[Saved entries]
..........

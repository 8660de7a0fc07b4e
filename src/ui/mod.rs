//! User interface modules for tool cycling

pub mod popup;
pub mod theme;
pub mod toolbar;

// Re-export commonly used items
pub use popup::PopupPlugin;
pub use toolbar::SceneToolbarPlugin;
//! # Cycle Popup
//!
//! The floating row of tool icons shown above the cursor while cycling.
//!
//! - **`timeline.rs`**: the lifecycle state machine and its two timers
//! - **`animation.rs`**: easing, transitions and chip poses
//! - **`view.rs`**: the Bevy UI nodes that mirror the timeline

pub mod animation;
pub mod timeline;
pub mod view;

pub use timeline::{
    CollapseSchedule, PopupChip, PopupPhase, PopupRequest, PopupSession, PopupSettings,
    PopupTimeline, PopupTiming,
};
pub use view::{animate_popup_chips, sync_popup_view, PopupChipNode, PopupRoot, PopupViewState};

use bevy::prelude::*;

use crate::core::ToolCycleSystems;

/// Advance the popup timeline to the current frame time
pub fn tick_popup_timeline(time: Res<Time>, mut timeline: ResMut<PopupTimeline>) {
    if timeline.session().is_none() {
        return;
    }
    timeline.tick(time.elapsed());
}

/// Plugin that owns the popup timeline and its view
pub struct PopupPlugin;

impl Plugin for PopupPlugin {
    fn build(&self, app: &mut App) {
        app.insert_resource(PopupTimeline::new(PopupTiming::default()))
            .init_resource::<PopupViewState>()
            .add_systems(
                Update,
                (tick_popup_timeline, sync_popup_view, animate_popup_chips)
                    .chain()
                    .in_set(ToolCycleSystems::Popup),
            );
    }
}
//! Tool list normalization
//!
//! Scene layer files describe their tools loosely: as an array, as an object
//! keyed by tool name, or as an object wrapping a `contents` array. This is the
//! one place that shape is understood. Everything past here works on an
//! ordered `Vec<ToolDescriptor>`.

use serde::Deserialize;
use serde_json::Value;

use crate::tools::{ToolDescriptor, DEFAULT_TOOL_ICON};

/// A tool as written in a layer file
#[derive(Debug, Clone, Default, Deserialize)]
#[serde(default)]
pub struct RawTool {
    pub name: Option<String>,
    pub title: Option<String>,
    pub icon: Option<String>,
    #[serde(alias = "iconClass")]
    pub icon_class: Option<String>,
    pub visible: Option<bool>,
    pub disabled: Option<bool>,
    pub toggle: Option<bool>,
}

impl RawTool {
    /// Resolve into a descriptor; tools without a name are dropped
    pub fn into_descriptor(self) -> Option<ToolDescriptor> {
        let id = non_empty(self.name)?;
        let label = non_empty(self.title).unwrap_or_else(|| id.clone());
        let icon = non_empty(self.icon)
            .or_else(|| non_empty(self.icon_class))
            .unwrap_or_else(|| DEFAULT_TOOL_ICON.to_string());

        Some(ToolDescriptor {
            id: id.into(),
            display_label: label,
            icon_glyph: icon,
            visible: self.visible.unwrap_or(true),
            disabled: self.disabled.unwrap_or(false),
            is_toggle: self.toggle.unwrap_or(false),
        })
    }
}

fn non_empty(value: Option<String>) -> Option<String> {
    value
        .map(|s| s.trim().to_string())
        .filter(|s| !s.is_empty())
}

/// The entries of a tool collection, in order, each with its map key if any
fn entries(value: &Value) -> Vec<(Option<&str>, &Value)> {
    match value {
        Value::Array(items) => items.iter().map(|entry| (None, entry)).collect(),
        Value::Object(map) => match map.get("contents") {
            Some(Value::Array(items)) => items.iter().map(|entry| (None, entry)).collect(),
            _ => map
                .iter()
                .map(|(key, entry)| (Some(key.as_str()), entry))
                .collect(),
        },
        _ => Vec::new(),
    }
}

/// Turn any supported tool collection into descriptors, keeping order.
///
/// Entries that aren't tool objects are skipped. For an object map the key
/// stands in for a missing `name`.
pub fn normalize_tools(value: &Value) -> Vec<ToolDescriptor> {
    entries(value)
        .into_iter()
        .filter_map(|(key, entry)| {
            let mut raw = RawTool::deserialize(entry).ok()?;
            if raw.name.is_none() {
                raw.name = key.map(str::to_string);
            }
            raw.into_descriptor()
        })
        .collect()
}

#[cfg(test)]
mod tests {
    use super::*;
    use serde_json::json;

    fn ids(tools: &[ToolDescriptor]) -> Vec<&str> {
        tools.iter().map(|t| t.id.as_str()).collect()
    }

    #[test]
    fn array_keeps_order() {
        let tools = normalize_tools(&json!([
            { "name": "select", "title": "Select" },
            { "name": "wall", "title": "Basic Walls", "icon": "W" },
        ]));
        assert_eq!(ids(&tools), ["select", "wall"]);
        assert_eq!(tools[1].icon_glyph, "W");
    }

    #[test]
    fn contents_wrapper_is_unwrapped() {
        let tools = normalize_tools(&json!({
            "contents": [{ "name": "light" }, { "name": "select" }]
        }));
        assert_eq!(ids(&tools), ["light", "select"]);
    }

    #[test]
    fn object_map_uses_keys_as_names() {
        let tools = normalize_tools(&json!({
            "select": { "title": "Select Notes" },
            "note": { "name": "note", "title": "Create Map Note" },
        }));
        assert_eq!(ids(&tools), ["select", "note"]);
        assert_eq!(tools[0].display_label, "Select Notes");
    }

    #[test]
    fn label_and_icon_fall_back() {
        let tools = normalize_tools(&json!([
            { "name": "ruler", "title": "  ", "iconClass": "R" },
            { "name": "target" },
        ]));
        assert_eq!(tools[0].display_label, "ruler");
        assert_eq!(tools[0].icon_glyph, "R");
        assert_eq!(tools[1].icon_glyph, DEFAULT_TOOL_ICON);
    }

    #[test]
    fn flags_default_to_cyclable() {
        let tools = normalize_tools(&json!([
            { "name": "a" },
            { "name": "b", "visible": false, "disabled": true, "toggle": true },
        ]));
        assert!(tools[0].is_cyclable());
        assert!(!tools[1].visible && tools[1].disabled && tools[1].is_toggle);
    }

    #[test]
    fn nameless_and_malformed_entries_are_dropped() {
        let tools = normalize_tools(&json!([
            { "title": "No Name" },
            "not a tool",
            42,
            { "name": "ok" },
        ]));
        assert_eq!(ids(&tools), ["ok"]);
        assert!(normalize_tools(&json!("nope")).is_empty());
    }
}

..........

EXERCISE DESCRIPTION: Set down each entry again, unchanged.

SOLUTION TO THE EXERCISE:
repository 8660de7a0fc07b4e
filename src/ui/mod.rs
//! User interface modules for tool cycling

pub mod popup;
pub mod theme;
pub mod toolbar;

// Re-export commonly used items
pub use popup::PopupPlugin;
pub use toolbar::SceneToolbarPlugin;
//! # Cycle Popup
//!
//! The floating row of tool icons shown above the cursor while cycling.
//!
//! - **`timeline.rs`**: the lifecycle state machine and its two timers
//! - **`animation.rs`**: easing, transitions and chip poses
//! - **`view.rs`**: the Bevy UI nodes that mirror the timeline

pub mod animation;
pub mod timeline;
pub mod view;

pub use timeline::{
    CollapseSchedule, PopupChip, PopupPhase, PopupRequest, PopupSession, PopupSettings,
    PopupTimeline, PopupTiming,
};
pub use view::{animate_popup_chips, sync_popup_view, PopupChipNode, PopupRoot, PopupViewState};

use bevy::prelude::*;

use crate::core::ToolCycleSystems;

/// Advance the popup timeline to the current frame time
pub fn tick_popup_timeline(time: Res<Time>, mut timeline: ResMut<PopupTimeline>) {
    if timeline.session().is_none() {
        return;
    }
    timeline.tick(time.elapsed());
}

/// Plugin that owns the popup timeline and its view
pub struct PopupPlugin;

impl Plugin for PopupPlugin {
    fn build(&self, app: &mut App) {
        app.insert_resource(PopupTimeline::new(PopupTiming::default()))
            .init_resource::<PopupViewState>()
            .add_systems(
                Update,
                (tick_popup_timeline, sync_popup_view, animate_popup_chips)
                    .chain()
                    .in_set(ToolCycleSystems::Popup),
            );
    }
}
//! Tool list normalization
//!
//! Scene layer files describe their tools loosely: as an array, as an object
//! keyed by tool name, or as an object wrapping a `contents` array. This is the
//! one place that shape is understood. Everything past here works on an
//! ordered `Vec<ToolDescriptor>`.

use serde::Deserialize;
use serde_json::Value;

use crate::tools::{ToolDescriptor, DEFAULT_TOOL_ICON};

/// A tool as written in a layer file
#[derive(Debug, Clone, Default, Deserialize)]
#[serde(default)]
pub struct RawTool {
    pub name: Option<String>,
    pub title: Option<String>,
    pub icon: Option<String>,
    #[serde(alias = "iconClass")]
    pub icon_class: Option<String>,
    pub visible: Option<bool>,
    pub disabled: Option<bool>,
    pub toggle: Option<bool>,
}

impl RawTool {
    /// Resolve into a descriptor; tools without a name are dropped
    pub fn into_descriptor(self) -> Option<ToolDescriptor> {
        let id = non_empty(self.name)?;
        let label = non_empty(self.title).unwrap_or_else(|| id.clone());
        let icon = non_empty(self.icon)
            .or_else(|| non_empty(self.icon_class))
            .unwrap_or_else(|| DEFAULT_TOOL_ICON.to_string());

        Some(ToolDescriptor {
            id: id.into(),
            display_label: label,
            icon_glyph: icon,
            visible: self.visible.unwrap_or(true),
            disabled: self.disabled.unwrap_or(false),
            is_toggle: self.toggle.unwrap_or(false),
        })
    }
}

fn non_empty(value: Option<String>) -> Option<String> {
    value
        .map(|s| s.trim().to_string())
        .filter(|s| !s.is_empty())
}

/// The entries of a tool collection, in order, each with its map key if any
fn entries(value: &Value) -> Vec<(Option<&str>, &Value)> {
    match value {
        Value::Array(items) => items.iter().map(|entry| (None, entry)).collect(),
        Value::Object(map) => match map.get("contents") {
            Some(Value::Array(items)) => items.iter().map(|entry| (None, entry)).collect(),
            _ => map
                .iter()
                .map(|(key, entry)| (Some(key.as_str()), entry))
                .collect(),
        },
        _ => Vec::new(),
    }
}

/// Turn any supported tool collection into descriptors, keeping order.
///
/// Entries that aren't tool objects are skipped. For an object map the key
/// stands in for a missing `name`.
pub fn normalize_tools(value: &Value) -> Vec<ToolDescriptor> {
    entries(value)
        .into_iter()
        .filter_map(|(key, entry)| {
            let mut raw = RawTool::deserialize(entry).ok()?;
            if raw.name.is_none() {
                raw.name = key.map(str::to_string);
            }
            raw.into_descriptor()
        })
        .collect()
}

#[cfg(test)]
mod tests {
    use super::*;
    use serde_json::json;

    fn ids(tools: &[ToolDescriptor]) -> Vec<&str> {
        tools.iter().map(|t| t.id.as_str()).collect()
    }

    #[test]
    fn array_keeps_order() {
        let tools = normalize_tools(&json!([
            { "name": "select", "title": "Select" },
            { "name": "wall", "title": "Basic Walls", "icon": "W" },
        ]));
        assert_eq!(ids(&tools), ["select", "wall"]);
        assert_eq!(tools[1].icon_glyph, "W");
    }

    #[test]
    fn contents_wrapper_is_unwrapped() {
        let tools = normalize_tools(&json!({
            "contents": [{ "name": "light" }, { "name": "select" }]
        }));
        assert_eq!(ids(&tools), ["light", "select"]);
    }

    #[test]
    fn object_map_uses_keys_as_names() {
        let tools = normalize_tools(&json!({
            "select": { "title": "Select Notes" },
            "note": { "name": "note", "title": "Create Map Note" },
        }));
        assert_eq!(ids(&tools), ["select", "note"]);
        assert_eq!(tools[0].display_label, "Select Notes");
    }

    #[test]
    fn label_and_icon_fall_back() {
        let tools = normalize_tools(&json!([
            { "name": "ruler", "title": "  ", "iconClass": "R" },
            { "name": "target" },
        ]));
        assert_eq!(tools[0].display_label, "ruler");
        assert_eq!(tools[0].icon_glyph, "R");
        assert_eq!(tools[1].icon_glyph, DEFAULT_TOOL_ICON);
    }

    #[test]
    fn flags_default_to_cyclable() {
        let tools = normalize_tools(&json!([
            { "name": "a" },
            { "name": "b", "visible": false, "disabled": true, "toggle": true },
        ]));
        assert!(tools[0].is_cyclable());
        assert!(!tools[1].visible && tools[1].disabled && tools[1].is_toggle);
    }

    #[test]
    fn nameless_and_malformed_entries_are_dropped() {
        let tools = normalize_tools(&json!([
            { "title": "No Name" },
            "not a tool",
            42,
            { "name": "ok" },
        ]));
        assert_eq!(ids(&tools), ["ok"]);
        assert!(normalize_tools(&json!("nope")).is_empty());
    }
}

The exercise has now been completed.